The first clinical trial using CRISPR/Cas9 technology in humans was conducted in China in 2016. CRISPR/Cas9 has been used to treat patients with metastatic non-small cell lung cancer [118]. This breakthrough provides conceptual and practical guidelines on the clinical application of CRISPR/Cas9. The capability of CRISPR/Cas9 has been used in many pre-clinical studies. In the treatment of OA, it is not necessary to modify the patient's genome. However, specifically targeting the key regulators represents a potential strategy to enhance the therapeutic ability of MSCs. In 2016, three research groups have attempted to modify MSCs and chondrocytes with lentivirus-carried CRISPR/Cas9 [119], [120], [121].

Conclusion

Although MSC-based therapies have shown successful cartilage renewal and pain relief, recent trials on MSC cartilage regeneration do not provide a high level of evidence on the restoration of the original hyaline cartilage for long-term OA improvement. Processing techniques of MSCs lacked expansion and differentiation control for optimal chondrogenic potential, and sample sizes and follow-up periods for randomised control trials were not large or long enough to conclude effective regeneration. Furthermore, some studies utilised autologous MSCs in elderly patients, resulting in outcome inconsistencies between trials due to an age-related decrease in MSC proliferation. Unlike pharmaceutical drugs with defined chemical structures and functions, the identification and functional characterisation of MSCs are not standardised yet, thus making it difficult to produce MSCs with consistent biological activities in a large scale for clinical trials.
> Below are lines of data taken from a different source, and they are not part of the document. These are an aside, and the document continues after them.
//! tapmod daemon
//!
//! Grabs one keyboard, remaps its keys and re-emits them through a virtual
//! device.

mod daemon;
mod device;
mod dual;
mod error;
mod injector;
mod remapper;
mod sync;

use std::path::PathBuf;

use anyhow::{Context, Result};
use clap::Parser;
use tapmod_config::Config;
use tokio::signal::unix::{signal, SignalKind};
use tracing_subscriber::EnvFilter;

use crate::daemon::Daemon;
use crate::device::DeviceSource;
use crate::error::DaemonError;
use crate::injector::VirtualDevice;

#[derive(Parser, Debug)]
#[command(name = "tapmodd", version)]
#[command(about = "Tap/hold key remapping daemon")]
struct Args {
    /// Input device to remap (e.g. /dev/input/event3)
    device: PathBuf,
}

#[tokio::main(flavor = "current_thread")]
async fn main() -> Result<()> {
    // Initialize tracing
    tracing_subscriber::fmt()
        .with_env_filter(
            EnvFilter::try_from_default_env().unwrap_or_else(|_| EnvFilter::new("info")),
        )
        .init();

    let args = Args::parse();

    let config = Config::default();
    config.validate().map_err(DaemonError::InvalidConfig)?;

    tracing::info!(
        "Using built-in configuration with {} mapping(s) and {} dual-function key(s)",
        config.mappings.len(),
        config.dual_function_keys.len()
    );
    for key in &config.dual_function_keys {
        tracing::debug!("Dual-function key: {}", key);
    }

    // Let the key that launched us be released before the grab
    tokio::time::sleep(config.startup_delay).await;

    let mut source = DeviceSource::open(&args.device)
        .with_context(|| format!("Failed to open {}", args.device.display()))?;
    tracing::info!("Opened '{}' at {}", source.name(), args.device.display());

    let sink = VirtualDevice::from_template(source.device(), &config)
        .context("Failed to create virtual device")?;
    tracing::debug!("Virtual device '{}' ready", sink.name());

    source
        .grab()
        .with_context(|| format!("Failed to grab {}", args.device.display()))?;

    let mut daemon = Daemon::new(source, sink, &config);
    let result = daemon.run(shutdown_signal()).await;

    // Release the grab and destroy the virtual device before reporting
    drop(daemon);

    if let Err(ref e) = result {
        tracing::error!("Daemon stopped: {}", e);
    }
    result.context("Remapping failed")
}

/// Completes on SIGINT or SIGTERM.
async fn shutdown_signal() {
    let mut terminate = match signal(SignalKind::terminate()) {
        Ok(terminate) => terminate,
        Err(e) => {
            tracing::warn!("Failed to install SIGTERM handler: {}", e);
            if let Err(e) = tokio::signal::ctrl_c().await {
                tracing::warn!("Failed to listen for Ctrl-C: {}", e);
                std::future::pending::<()>().await;
            }
            return;
        }
    };

    tokio::select! {
        result = tokio::signal::ctrl_c() => match result {
            Ok(()) => tracing::info!("Received SIGINT"),
            Err(e) => {
                tracing::warn!("Failed to listen for Ctrl-C: {}", e);
                terminate.recv().await;
                tracing::info!("Received SIGTERM");
            }
        },
        _ = terminate.recv() => {
            tracing::info!("Received SIGTERM");
        }
    }
}
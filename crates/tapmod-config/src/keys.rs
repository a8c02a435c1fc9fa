//! Key state helpers shared by the daemon and the CLI

use evdev::{AttributeSet, Key};

/// Key value of a release in a [`key_state_changes`] entry.
pub const KEY_RELEASED: i32 = 0;
/// Key value of a press in a [`key_state_changes`] entry.
pub const KEY_PRESSED: i32 = 1;

/// Events that turn key state `before` into `after`, in ascending code order.
///
/// Used after a kernel buffer overflow (`SYN_DROPPED`) to reconcile the last
/// known state with what the device reports now.
pub fn key_state_changes(before: &AttributeSet<Key>, after: &AttributeSet<Key>) -> Vec<(Key, i32)> {
    let mut changes: Vec<(Key, i32)> = before
        .iter()
        .filter(|key| !after.contains(*key))
        .map(|key| (key, KEY_RELEASED))
        .chain(
            after
                .iter()
                .filter(|key| !before.contains(*key))
                .map(|key| (key, KEY_PRESSED)),
        )
        .collect();
    changes.sort_by_key(|(key, _)| key.code());
    changes
}
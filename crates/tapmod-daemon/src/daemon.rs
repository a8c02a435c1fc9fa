//! The event loop
//!
//! [`Daemon`] pulls events from the source, runs key events through the
//! [`Remapper`] and writes the result to the sink. It waits on three things at
//! once, and when several are ready it takes them in this order:
//!
//! - the shutdown signal,
//! - the next event from the source, so input that arrived before a hold
//!   deadline is judged against the time it arrived,
//! - the earliest hold deadline of a pending dual-function key, so a held key
//!   resolves even when no further input arrives.
//!
//! Key events are written one per frame. Other events are queued into the
//! current frame and go out with the next key, or at the source's
//! `SYN_REPORT`.
//!
//! After a buffer overflow the source replays the device's real key state.
//! Those synthetic events go through [`Remapper::resync`]: they are not
//! translated and never start a dual-function gesture, since they describe
//! state rather than new key presses.

use std::future::Future;
use std::time::Instant;

use evdev::{EventType, InputEvent, Key, Synchronization};
use tapmod_config::{key_name, Config};

use crate::device::EventSource;
use crate::dual::DualState;
use crate::error::DaemonError;
use crate::injector::EventSink;
use crate::remapper::Remapper;
use crate::sync::SourceEvent;

pub struct Daemon<S, K> {
    source: S,
    sink: K,
    remapper: Remapper,
    /// Synthetic events applied so far in the current resync batch
    resync_batch: Option<usize>,
}

impl<S: EventSource, K: EventSink> Daemon<S, K> {
    pub fn new(source: S, sink: K, config: &Config) -> Self {
        Self {
            source,
            sink,
            remapper: Remapper::new(config),
            resync_batch: None,
        }
    }

    /// Run until `shutdown` completes or a fatal error occurs.
    pub async fn run<F>(&mut self, shutdown: F) -> Result<(), DaemonError>
    where
        F: Future<Output = ()>,
    {
        tokio::pin!(shutdown);

        tracing::info!("Remapping started");

        loop {
            let deadline = self.remapper.next_deadline();

            tokio::select! {
                biased;

                () = &mut shutdown => {
                    tracing::info!("Shutting down...");
                    return Ok(());
                }

                event = self.source.next_event() => {
                    self.handle(event?)?;
                }

                deadline = wait_until(deadline) => {
                    // The timer may wake a little late, never early
                    let events = self.remapper.expire(now().max(deadline));
                    self.emit_all(&events)?;
                }
            }
        }
    }

    fn handle(&mut self, event: SourceEvent) -> Result<(), DaemonError> {
        match event {
            SourceEvent::Event(event) => {
                if event.event_type() == EventType::SYNCHRONIZATION {
                    if event.code() == Synchronization::SYN_REPORT.0 {
                        self.sink.sync()?;
                    }
                    return Ok(());
                }

                let at = self.source.event_time(&event, now());
                let events = self.remapper.process(event, at);
                self.emit_all(&events)?;
            }
            SourceEvent::OutOfSync => {
                tracing::warn!("Input events were dropped by the kernel, resynchronizing");
                self.resync_batch = Some(0);
            }
            SourceEvent::Synthetic(event) => {
                let key = Key::new(event.code());

                if let Some(state) = self.remapper.dual_function_keys().state(key) {
                    if state != DualState::Idle {
                        tracing::warn!(
                            "Resync changed dual-function key {} in the middle of a gesture",
                            key_name(key)
                        );
                    }
                }

                tracing::debug!("Resync: {} value {}", key_name(key), event.value());
                let events = self.remapper.resync(event);
                self.emit_all(&events)?;
                if let Some(count) = self.resync_batch.as_mut() {
                    *count += 1;
                }
            }
            SourceEvent::Resynced => {
                let count = self.resync_batch.take().unwrap_or(0);
                tracing::info!("Re-synced with device state ({} key(s) corrected)", count);
            }
        }
        Ok(())
    }

    fn emit_all(&mut self, events: &[InputEvent]) -> Result<(), DaemonError> {
        for event in events {
            if event.event_type() == EventType::KEY {
                tracing::trace!("Emit {} value {}", key_name(Key::new(event.code())), event.value());
                self.sink.emit_key(Key::new(event.code()), event.value())?;
            } else {
                self.sink.forward(*event)?;
            }
        }
        Ok(())
    }

    #[cfg(test)]
    fn sink(&self) -> &K {
        &self.sink
    }
}

/// Monotonic "now", taken from tokio's clock so it can be paused in tests.
fn now() -> Instant {
    tokio::time::Instant::now().into_std()
}

/// Sleep until `deadline` and return it; never completes without one.
async fn wait_until(deadline: Option<Instant>) -> Instant {
    match deadline {
        Some(deadline) => {
            tokio::time::sleep_until(tokio::time::Instant::from_std(deadline)).await;
            deadline
        }
        None => std::future::pending().await,
    }
}
impl BitKind {
    /// A field that does not exist for this dtype (zero allocation).
    fn absent() -> Self {
        Self {
            allocation: 0,
            seen: Population::Counts(CountSet::new(0)),
            bitwise: false,
            derived: OnceCell::new(),
        }
    }

    /// Counter per distinct field value, domain `2^allocation`.
    fn distinct(allocation: u32) -> Self {
        Self {
            allocation,
            seen: Population::Counts(CountSet::new(1 << allocation)),
            bitwise: false,
            derived: OnceCell::new(),
        }
    }

    /// Presence bit per distinct field value, domain `2^allocation`.
    ///
    /// Chosen over counters once the domain makes a byte per cell too
    /// expensive (the F32 mantissa has 2²³ cells).
    fn presence(allocation: u32) -> Self {
        Self {
            allocation,
            seen: Population::Bits(BitSet::new(1 << allocation)),
            bitwise: false,
            derived: OnceCell::new(),
        }
    }

    /// Counter per bit position of an integer value, domain `allocation`.
    fn bitwise(allocation: u32) -> Self {
        Self {
            allocation,
            seen: Population::Counts(CountSet::new(allocation as usize)),
            bitwise: true,
            derived: OnceCell::new(),
        }
    }

    fn record(&mut self, i: usize) {
        self.seen.record(i);
    }

    fn derived(&self) -> &Derived {
        self.derived.get_or_init(|| {
            let effective = self.seen.effective();
            if self.allocation == 0 {
                return Derived {
                    effective,
                    used: 0.0,
                    wasted: 0,
                };
            }
            if self.bitwise {
                // Counters hold bit positions, not distinct values: every
                // populated position is a bit in use.
                #[allow(clippy::cast_precision_loss)]
                let used = effective as f32;
                return Derived {
                    effective,
                    used,
                    wasted: self.allocation.saturating_sub(effective),
                };
            }
            if effective == 0 {
                return Derived {
                    effective,
                    used: 0.0,
                    wasted: self.allocation,
                };
            }
            let used = f64::from(effective).log2();
            #[allow(clippy::cast_possible_truncation, clippy::cast_sign_loss)]
            let wasted = self.allocation.saturating_sub(used.ceil() as u32);
            #[allow(clippy::cast_possible_truncation)]
            let used = used as f32;
            Derived {
                effective,
                used,
                wasted,
            }
        })
    }

    /// Number of bits the format allocates to this field.
    #[must_use]
    pub fn allocation(&self) -> u32 {
        self.allocation
    }

    /// Number of distinct values (or bit positions) observed.
    #[must_use]
    pub fn effective(&self) -> u32 {
        self.derived().effective
    }

    /// `log₂(effective)`: the information-theoretic lower bound on bits
    /// needed to distinguish the observed values. For bit-position
    /// populations this is the number of positions in use.
    #[must_use]
    pub fn bits_actually_used(&self) -> f32 {
        self.derived().used
    }

    /// Allocated bits minus the ceiling of bits actually used.
    #[must_use]
    pub fn bits_wasted(&self) -> u32 {
        self.derived().wasted
    }

    /// Whether cell `i` of the population is non-empty.
    ///
    /// # Panics
    ///
    /// Panics if `i` is outside the field's domain.
    #[must_use]
    pub fn seen(&self, i: usize) -> bool {
        self.seen.seen(i)
    }
}
//! Benchmark suite for the per-tensor sweep
//!
//! Measures the hot path: decoding and histogramming one tensor's worth
//! of elements per supported dtype, plus the codec table against the
//! algorithmic path.

use criterion::{black_box, criterion_group, criterion_main, BenchmarkId, Criterion, Throughput};
use medir::analyze::analyze_tensor;
use medir::floatx::BF16;
use medir::safetensors::Dtype;

fn pseudo_random_words(n: usize) -> Vec<u8> {
    let mut state = 0x9E37_79B9_7F4A_7C15u64;
    let mut out = Vec::with_capacity(n * 2);
    for _ in 0..n {
        state = state.wrapping_mul(6364136223846793005).wrapping_add(1442695040888963407);
        out.extend_from_slice(&((state >> 32) as u16).to_le_bytes());
    }
    out
}

fn bench_sweep(c: &mut Criterion) {
    let mut group = c.benchmark_group("sweep");
    for n in [1usize << 12, 1 << 16, 1 << 20] {
        let data = pseudo_random_words(n);
        group.throughput(Throughput::Elements(n as u64));
        group.bench_with_input(BenchmarkId::new("bf16", n), &data, |b, data| {
            b.iter(|| analyze_tensor("bench", Dtype::BF16, black_box(data)).expect("analyze"));
        });
        group.bench_with_input(BenchmarkId::new("f16", n), &data, |b, data| {
            b.iter(|| analyze_tensor("bench", Dtype::F16, black_box(data)).expect("analyze"));
        });
    }
    group.finish();
}

fn bench_codec(c: &mut Criterion) {
    let mut group = c.benchmark_group("codec");
    group.throughput(Throughput::Elements(u64::from(u16::MAX) + 1));
    group.bench_function("bf16_algorithmic", |b| {
        b.iter(|| {
            let mut acc = 0.0f32;
            for v in 0..=u16::MAX {
                acc += BF16::from_bits(black_box(v)).to_f32();
            }
            acc
        });
    });
    group.bench_function("bf16_table", |b| {
        b.iter(|| {
            let mut acc = 0.0f32;
            for v in 0..=u16::MAX {
                acc += BF16::from_bits(black_box(v)).lookup();
            }
            acc
        });
    });
    group.finish();
}

criterion_group!(benches, bench_sweep, bench_codec);
criterion_main!(benches);
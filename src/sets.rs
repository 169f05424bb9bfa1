//! Compact population containers
//!
//! Two dense containers back the per-field histograms: [`CountSet`] keeps an
//! 8-bit saturating counter per cell, [`BitSet`] keeps presence only. Both
//! report their *effective* population (non-empty cells) and serialize to a
//! compact base64 string so that histograms whose domain reaches 2²³ cells
//! stay storable inside the analysis document.
//!
//! Counter overflow in a [`CountSet`] saturates silently at 255; downstream
//! derivations only consume `effective()`, which saturation does not change.

use base64::engine::general_purpose::STANDARD_NO_PAD;
use base64::Engine;
use serde::de::Error as _;
use serde::{Deserialize, Deserializer, Serialize, Serializer};

/// A dense vector of 8-bit saturating counters over a bounded domain.
#[derive(Debug, Clone, Default, PartialEq, Eq)]
pub struct CountSet {
    counts: Vec<u8>,
}

impl CountSet {
    /// Create a zero-filled set over `[0, len)`.
    #[must_use]
    pub fn new(len: usize) -> Self {
        Self {
            counts: vec![0; len],
        }
    }

    /// Reset to a zero-filled set over `[0, len)`.
    pub fn resize(&mut self, len: usize) {
        self.counts = vec![0; len];
    }

    /// Domain size.
    #[must_use]
    pub fn len(&self) -> usize {
        self.counts.len()
    }

    /// Whether the domain is empty.
    #[must_use]
    pub fn is_empty(&self) -> bool {
        self.counts.is_empty()
    }

    /// Increment cell `i`, saturating at 255.
    ///
    /// # Panics
    ///
    /// Panics if `i` is outside the domain; that is a programming error.
    pub fn add(&mut self, i: usize) {
        let c = &mut self.counts[i];
        *c = c.saturating_add(1);
    }

    /// Counter value of cell `i`.
    ///
    /// # Panics
    ///
    /// Panics if `i` is outside the domain.
    #[must_use]
    pub fn get(&self, i: usize) -> u8 {
        self.counts[i]
    }

    /// Number of non-zero cells.
    #[must_use]
    pub fn effective(&self) -> u32 {
        let mut o = 0;
        for &v in &self.counts {
            if v != 0 {
                o += 1;
            }
        }
        o
    }

    /// The raw counter bytes; the length is the domain size.
    #[must_use]
    pub fn as_bytes(&self) -> &[u8] {
        &self.counts
    }

    /// Rebuild from raw counter bytes.
    #[must_use]
    pub fn from_bytes(counts: Vec<u8>) -> Self {
        Self { counts }
    }
}

impl Serialize for CountSet {
    fn serialize<S: Serializer>(&self, serializer: S) -> Result<S::Ok, S::Error> {
        if self.counts.is_empty() {
            serializer.serialize_str("")
        } else {
            serializer.serialize_str(&STANDARD_NO_PAD.encode(&self.counts))
        }
    }
}

impl<'de> Deserialize<'de> for CountSet {
    fn deserialize<D: Deserializer<'de>>(deserializer: D) -> Result<Self, D::Error> {
        let s = String::deserialize(deserializer)?;
        if s.is_empty() {
            return Ok(Self::default());
        }
        let counts = STANDARD_NO_PAD
            .decode(&s)
            .map_err(|e| D::Error::custom(format!("invalid count set encoding: {e}")))?;
        Ok(Self { counts })
    }
}

/// A dense bit vector over a bounded domain.
///
/// Eight times smaller than a byte-per-cell histogram; used when the domain
/// would make counters too large (the mantissa of F32 has 2²³ cells).
#[derive(Debug, Clone, Default, PartialEq, Eq)]
pub struct BitSet {
    len: usize,
    bits: Vec<u64>,
}

impl BitSet {
    /// Create a zero-filled set over `[0, len)`.
    #[must_use]
    pub fn new(len: usize) -> Self {
        Self {
            len,
            bits: vec![0; len.div_ceil(64)],
        }
    }

    /// Reset to a zero-filled set over `[0, len)`.
    pub fn resize(&mut self, len: usize) {
        self.len = len;
        self.bits = vec![0; len.div_ceil(64)];
    }

    /// Domain size.
    #[must_use]
    pub fn len(&self) -> usize {
        self.len
    }

    /// Whether the domain is empty.
    #[must_use]
    pub fn is_empty(&self) -> bool {
        self.len == 0
    }

    /// Set bit `i`.
    ///
    /// # Panics
    ///
    /// Panics if `i` is outside the domain; that is a programming error.
    pub fn set(&mut self, i: usize) {
        assert!(i < self.len, "bit {i} out of range {}", self.len);
        self.bits[i / 64] |= 1 << (i % 64);
    }

    /// Read bit `i`.
    ///
    /// # Panics
    ///
    /// Panics if `i` is outside the domain.
    #[must_use]
    pub fn get(&self, i: usize) -> bool {
        assert!(i < self.len, "bit {i} out of range {}", self.len);
        self.bits[i / 64] & (1 << (i % 64)) != 0
    }

    /// Number of set bits.
    #[must_use]
    pub fn effective(&self) -> u32 {
        self.bits.iter().map(|v| v.count_ones()).sum()
    }

    /// Expand into one boolean per cell.
    #[must_use]
    pub fn expand(&self) -> Vec<bool> {
        (0..self.len).map(|i| self.get(i)).collect()
    }

    /// The wire payload: one byte holding `len % 64` (0 encodes 64)
    /// followed by the words in little-endian order. Empty for `len == 0`.
    #[must_use]
    pub fn to_payload(&self) -> Vec<u8> {
        if self.len == 0 {
            return Vec::new();
        }
        let mut d = Vec::with_capacity(1 + self.bits.len() * 8);
        #[allow(clippy::cast_possible_truncation)]
        d.push((self.len % 64) as u8);
        for v in &self.bits {
            d.extend_from_slice(&v.to_le_bytes());
        }
        d
    }

    /// Rebuild from a wire payload; `None` when the payload is malformed.
    #[must_use]
    pub fn from_payload(d: &[u8]) -> Option<Self> {
        if d.is_empty() {
            return Some(Self::default());
        }
        let (&first, words) = d.split_first()?;
        if first > 63 || words.is_empty() || words.len() % 8 != 0 {
            return None;
        }
        let last = if first == 0 { 64 } else { usize::from(first) };
        let bits: Vec<u64> = words
            .chunks_exact(8)
            .map(|c| u64::from_le_bytes(c.try_into().expect("8-byte chunk")))
            .collect();
        let len = (bits.len() - 1) * 64 + last;
        Some(Self { len, bits })
    }
}

/// Wire form: one byte holding `len % 64` (0 encodes 64) followed by the
/// 64-bit words in little-endian order, base64 without padding. The empty
/// set is the empty string.
impl Serialize for BitSet {
    fn serialize<S: Serializer>(&self, serializer: S) -> Result<S::Ok, S::Error> {
        if self.len == 0 {
            return serializer.serialize_str("");
        }
        serializer.serialize_str(&STANDARD_NO_PAD.encode(self.to_payload()))
    }
}

impl<'de> Deserialize<'de> for BitSet {
    fn deserialize<D: Deserializer<'de>>(deserializer: D) -> Result<Self, D::Error> {
        let s = String::deserialize(deserializer)?;
        if s.is_empty() {
            return Ok(Self::default());
        }
        let d = STANDARD_NO_PAD
            .decode(&s)
            .map_err(|e| D::Error::custom(format!("invalid bit set encoding: {e}")))?;
        Self::from_payload(&d).ok_or_else(|| D::Error::custom("invalid bit set encoding"))
    }
}

#[cfg(test)]
mod tests {
    use super::*;
    use proptest::prelude::*;

    #[test]
    fn test_count_set_basics() {
        let mut c = CountSet::new(16);
        assert_eq!(c.len(), 16);
        assert_eq!(c.effective(), 0);
        c.add(3);
        c.add(3);
        c.add(9);
        assert_eq!(c.get(3), 2);
        assert_eq!(c.get(9), 1);
        assert_eq!(c.get(0), 0);
        assert_eq!(c.effective(), 2);
        c.resize(4);
        assert_eq!(c.effective(), 0);
    }

    #[test]
    fn test_count_set_saturates() {
        let mut c = CountSet::new(2);
        for _ in 0..300 {
            c.add(1);
        }
        assert_eq!(c.get(1), 255);
        assert_eq!(c.effective(), 1);
    }

    #[test]
    fn test_count_set_serde_roundtrip() {
        let mut c = CountSet::new(5);
        c.add(0);
        c.add(4);
        let json = serde_json::to_string(&c).expect("serialize");
        let back: CountSet = serde_json::from_str(&json).expect("deserialize");
        assert_eq!(back, c);
    }

    #[test]
    fn test_count_set_empty_is_empty_string() {
        let json = serde_json::to_string(&CountSet::default()).expect("serialize");
        assert_eq!(json, "\"\"");
        let back: CountSet = serde_json::from_str(&json).expect("deserialize");
        assert!(back.is_empty());
    }

    #[test]
    fn test_bit_set_basics() {
        let mut b = BitSet::new(100);
        assert_eq!(b.len(), 100);
        b.set(10);
        b.set(50);
        b.set(99);
        assert!(b.get(10) && b.get(50) && b.get(99));
        assert!(!b.get(0) && !b.get(11) && !b.get(51));
        assert_eq!(b.effective(), 3);

        let bits = b.expand();
        assert_eq!(bits.len(), 100);
        for (i, &set) in bits.iter().enumerate() {
            assert_eq!(set, i == 10 || i == 50 || i == 99, "bit {i}");
        }
    }

    #[test]
    fn test_bit_set_out_of_range_panics() {
        let b = BitSet::new(64);
        assert!(std::panic::catch_unwind(|| b.get(64)).is_err());
    }

    #[test]
    fn test_bit_set_serde_roundtrip_lengths() {
        for len in [0usize, 1, 63, 64, 65, 192] {
            let mut b = BitSet::new(len);
            for i in (0..len).step_by(3) {
                b.set(i);
            }
            let json = serde_json::to_string(&b).expect("serialize");
            let back: BitSet = serde_json::from_str(&json).expect("deserialize");
            assert_eq!(back.len(), len, "len {len}");
            for i in 0..len {
                assert_eq!(back.get(i), b.get(i), "len {len} bit {i}");
            }
        }
    }

    #[test]
    fn test_bit_set_empty_is_empty_string() {
        let json = serde_json::to_string(&BitSet::default()).expect("serialize");
        assert_eq!(json, "\"\"");
        let back: BitSet = serde_json::from_str(&json).expect("deserialize");
        assert_eq!(back.len(), 0);
    }

    #[test]
    fn test_bit_set_rejects_garbage() {
        assert!(serde_json::from_str::<BitSet>("\"!!!\"").is_err());
        // First byte above 63 is not a valid tail length.
        let bad = serde_json::to_string(&STANDARD_NO_PAD.encode([200u8, 0, 0, 0, 0, 0, 0, 0, 0]))
            .expect("serialize");
        assert!(serde_json::from_str::<BitSet>(&bad).is_err());
    }

    proptest! {
        #[test]
        fn prop_bit_set_roundtrip(len in 0usize..300, seed in any::<u64>()) {
            let mut b = BitSet::new(len);
            let mut state = seed;
            for i in 0..len {
                state = state.wrapping_mul(6364136223846793005).wrapping_add(1442695040888963407);
                if state & 1 == 1 {
                    b.set(i);
                }
            }
            let json = serde_json::to_string(&b).expect("serialize");
            let back: BitSet = serde_json::from_str(&json).expect("deserialize");
            prop_assert_eq!(back, b);
        }
    }
}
Yet the dosage and mode of delivery of MSCs for cartilage repair in humans remains debatable, recent advancement in the aetiology and pathogenesis of OA, the biology of MSCs, and state-of-the-art gene editing technology have provided insight into the alternative manipulation and application of MSCs. With the combination of EV application and CRISPR/Cas9 technology, there are enormous opportunities to achieve better clinical outcomes from the use of gene modulation.

Conflict of interest

The author(s) have no conflicts of interest relevant to this article.

Funding/support

The authors have no funding to declare for this article.